Вот я, свежая и действительно загоревшая, сушу волосы перед зеркалом. Стрижка у меня нелепая, она призвана меня молодить, а на самом деле она создает впечатление, что мне на себя наплевать. Я надеваю на себя дешевые украшения из перламутра, и мне на минуту начинает казаться, что не в деньгах счастье. Вокруг глаз я размазываю крем, за который я еще не заплатила. Две тысячи шестьсот рублей. Мне его дали в долг. У меня прекрасные отношения с салоном красоты.
Сейчас я выйду и позвоню Ире.

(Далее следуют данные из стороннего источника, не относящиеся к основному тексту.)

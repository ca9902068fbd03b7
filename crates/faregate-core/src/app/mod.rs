//! App - スケジューラ本体
//!
//! # 主要コンポーネント
//! - **SchedulerBuilder**: 構築とワイヤリング
//! - **Scheduler**: 投入・照会・完了待ちの表面
//! - **AdmissionGate**: 同時実行数の上限
//! - **TaskRegistry**: TaskRecord の正本
//! - **CompletionBarrier**: 未完了数 0 の待ち合わせ
//! - **WorkerGroup**: dequeue → acquire → handle → record のループ群

pub mod barrier;
pub mod builder;
pub mod gate;
pub mod registry;
pub mod scheduler;
pub mod status;
pub mod worker;

pub use self::barrier::CompletionBarrier;
pub use self::builder::SchedulerBuilder;
pub use self::gate::{AdmissionGate, AdmissionPermit};
pub use self::registry::TaskRegistry;
pub use self::scheduler::Scheduler;
pub use self::status::StatusCounts;
pub use self::worker::WorkerGroup;
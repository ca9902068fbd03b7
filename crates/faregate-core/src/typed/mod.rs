//! Typed - 型付きパラメータの Handler
//!
//! The scheduler stores parameters as a JSON object. `TypedHandler` decodes
//! them into a caller-defined struct before the handler sees them, and
//! encodes the handler's output back to JSON.
//!
//! # 二層構造
//! - **表層（Typed）**: `Handler<T>` - 型安全
//! - **内部（Dyn）**: `TaskHandler` - object-safe, JSON のまま

pub mod handler;

pub use self::handler::{Handler, TypedHandler};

Но вместо этого я выхожу, покупаю в буфете морковный сок и зачем-то салат «Мимоза». Он состоит из майонеза. Ем две ложки, выбрасываю салат в мусорку. Выпиваю через трубочку сок и ухожу. Ире не звоню. Иду к машине, запихиваю сумку в захламленный багажник. Время от времени К. говорит – как ты можешь ездить с таким багажником! Но я давно заметила, двигатель от багажника не зависит.
Теперь я еду к Ю. Это мой старый приятель, можно сказать экс-возлюбленный. Он, правда, так не считает. То есть не считает, что экс. Время от времени Ю. начинает малодушно клянчить чего-то такого, что его алкоголическое сознание связывает с любовью. Делает он это настолько простодушно, что кажется, если ткнуть его туловище с любого бока, услышишь писк резиновой игрушечки. Взамен Ю. не предлагает ровно ничего. Так как на полном серьезе не понимает, какой товарообмен может иметь место, когда встречаются два одаренных и божественно красивых человека разного пола. У него невозможно одолжить денег, нет смысла рассчитывать на праздничные подарки, ты умрешь голодной и прокуренной, если не успеешь перекусить на подступах к свиданию. Из цветов, которые Ю. подарил мне за десять лет знакомства, можно составить элегантный букет – четыре метровые розы и еловая ветвь. Ю. бесполезен, обременителен в острой стадии и абсолютно асексуален. Я иду к нему, потому что мне его жалко, а я развиваю в себе гуманизм. Ю. считает, что я должна им дорожить, потому что он гениальный – но он заблуждается. Ничем таким я сроду не дорожила.